Despite being intended as a temporary solution, the Old Tin Shed remained standing for 40 years until 1916, when it was demolished, and the present-day North Quad was created. It was thought that the building was completely demolished, but during our excavations in the North Quad we found regularly spaced brick features that we think might have been piles from the building’s foundations.

Brick piles from the Old Tin Shed building, uncovered during excavations in the North Quad. Image: J. Hughes.

Ernest Rutherford, famous for splitting the atom and winner of the Nobel Prize for chemistry in 1908, would have undertaken experiments in the Old Tin Shed during his years of study at Canterbury College. And it’s possible that the scientific glass ware that we found may have been used by Rutherford in his experiments!

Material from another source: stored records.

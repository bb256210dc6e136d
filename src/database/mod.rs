pub mod catalog;
pub mod executor;
pub mod manager;
pub mod postgres;
pub mod query_builder;

pub use executor::{QueryExecutor, ResultSet, Row};
pub use manager::DatabaseError;
pub use postgres::PgExecutor;
pub use query_builder::QueryPlan;
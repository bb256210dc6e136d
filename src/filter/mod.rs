pub mod types;
pub mod filter_where;
pub mod projection;
pub mod pagination;
pub mod error;

pub use types::*;
pub use error::FilterError;
pub use filter_where::FilterWhere;
pub use projection::{FieldProjector, Projection};
pub use pagination::{PageWindow, Pagination};
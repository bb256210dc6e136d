pub mod descriptor;
pub mod handler;
pub mod routes;
pub mod spec;

pub use descriptor::{DescriptorState, ResourceDescriptor};
pub use handler::{RawRequest, ResourceHandler};
pub use routes::router;
pub use spec::ResourceSpec;
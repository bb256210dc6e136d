use serde_json::{Map, Value};
use std::collections::BTreeSet;

use super::error::FilterError;
use super::filter_where::quote_identifier;
use super::types::ColumnPolicy;

/// Columns a query selects. `All` is the `*` sentinel.
#[derive(Debug, Clone, PartialEq, Eq)]
pub enum Projection {
    All,
    Columns(BTreeSet<String>),
}

impl Projection {
    pub fn columns(&self) -> Option<&BTreeSet<String>> {
        match self {
            Projection::All => None,
            Projection::Columns(columns) => Some(columns),
        }
    }

    pub fn is_all(&self) -> bool {
        matches!(self, Projection::All)
    }

    /// Union of two projections; anything joined with `All` is `All`.
    pub fn union(self, other: Projection) -> Projection {
        match (self, other) {
            (Projection::Columns(mut a), Projection::Columns(b)) => {
                a.extend(b);
                Projection::Columns(a)
            }
            _ => Projection::All,
        }
    }

    pub fn to_sql(&self) -> String {
        match self {
            Projection::All => "*".to_string(),
            Projection::Columns(columns) => columns
                .iter()
                .map(|c| quote_identifier(c))
                .collect::<Vec<_>>()
                .join(", "),
        }
    }
}

/// Resolves the projection for a list request against a resource's columns.
pub struct FieldProjector<'a> {
    pub all_columns: &'a BTreeSet<String>,
    pub search_columns: &'a [String],
    pub id_columns: &'a [String],
    pub policy: ColumnPolicy,
}

impl<'a> FieldProjector<'a> {
    pub fn project(
        &self,
        fields: Option<&str>,
        filters: Option<&Map<String, Value>>,
        search: bool,
        has_base: bool,
    ) -> Result<Projection, FilterError> {
        let mut selected = BTreeSet::new();

        match fields {
            Some(fields) => {
                for token in fields.split(',').map(str::trim).filter(|t| !t.is_empty()) {
                    if self.all_columns.contains(token) {
                        selected.insert(token.to_string());
                    } else if self.policy == ColumnPolicy::Strict {
                        return Err(FilterError::UnknownField(token.to_string()));
                    }
                }
            }
            None => {
                for key in filters.into_iter().flat_map(|f| f.keys()) {
                    let column = key.trim();
                    if self.all_columns.contains(column) {
                        selected.insert(column.to_string());
                    } else if self.policy == ColumnPolicy::Strict {
                        return Err(FilterError::UnknownColumn(column.to_string()));
                    }
                }
                if search {
                    selected.extend(
                        self.search_columns
                            .iter()
                            .filter(|c| self.all_columns.contains(*c))
                            .cloned(),
                    );
                } else {
                    selected.extend(self.all_columns.iter().cloned());
                }
            }
        }

        if !selected.is_empty() {
            return Ok(Projection::Columns(selected));
        }
        if has_base && !self.id_columns.is_empty() {
            return Ok(Projection::Columns(self.id_columns.iter().cloned().collect()));
        }
        Ok(Projection::All)
    }
}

A small selection of the many fragments of science glass found in the feature. All up we recovered 167 fragments of scientific glass ware from the feature, representing over 100 test tubes, beakers and ampoules. We’ve chosen not to clean the scientific glass ware so that residue analysis remains a possibility for future research on the assemblage. Image: Clara Watson.

.Thanks to The Arts Centre for collaborating with us to produce this exhibition, and to Christchurch City Council for providing funding. As archaeologists we spend most of our time uncovering stories from the past, so it’s great to have opportunities like Heritage Festival to share them with the general public.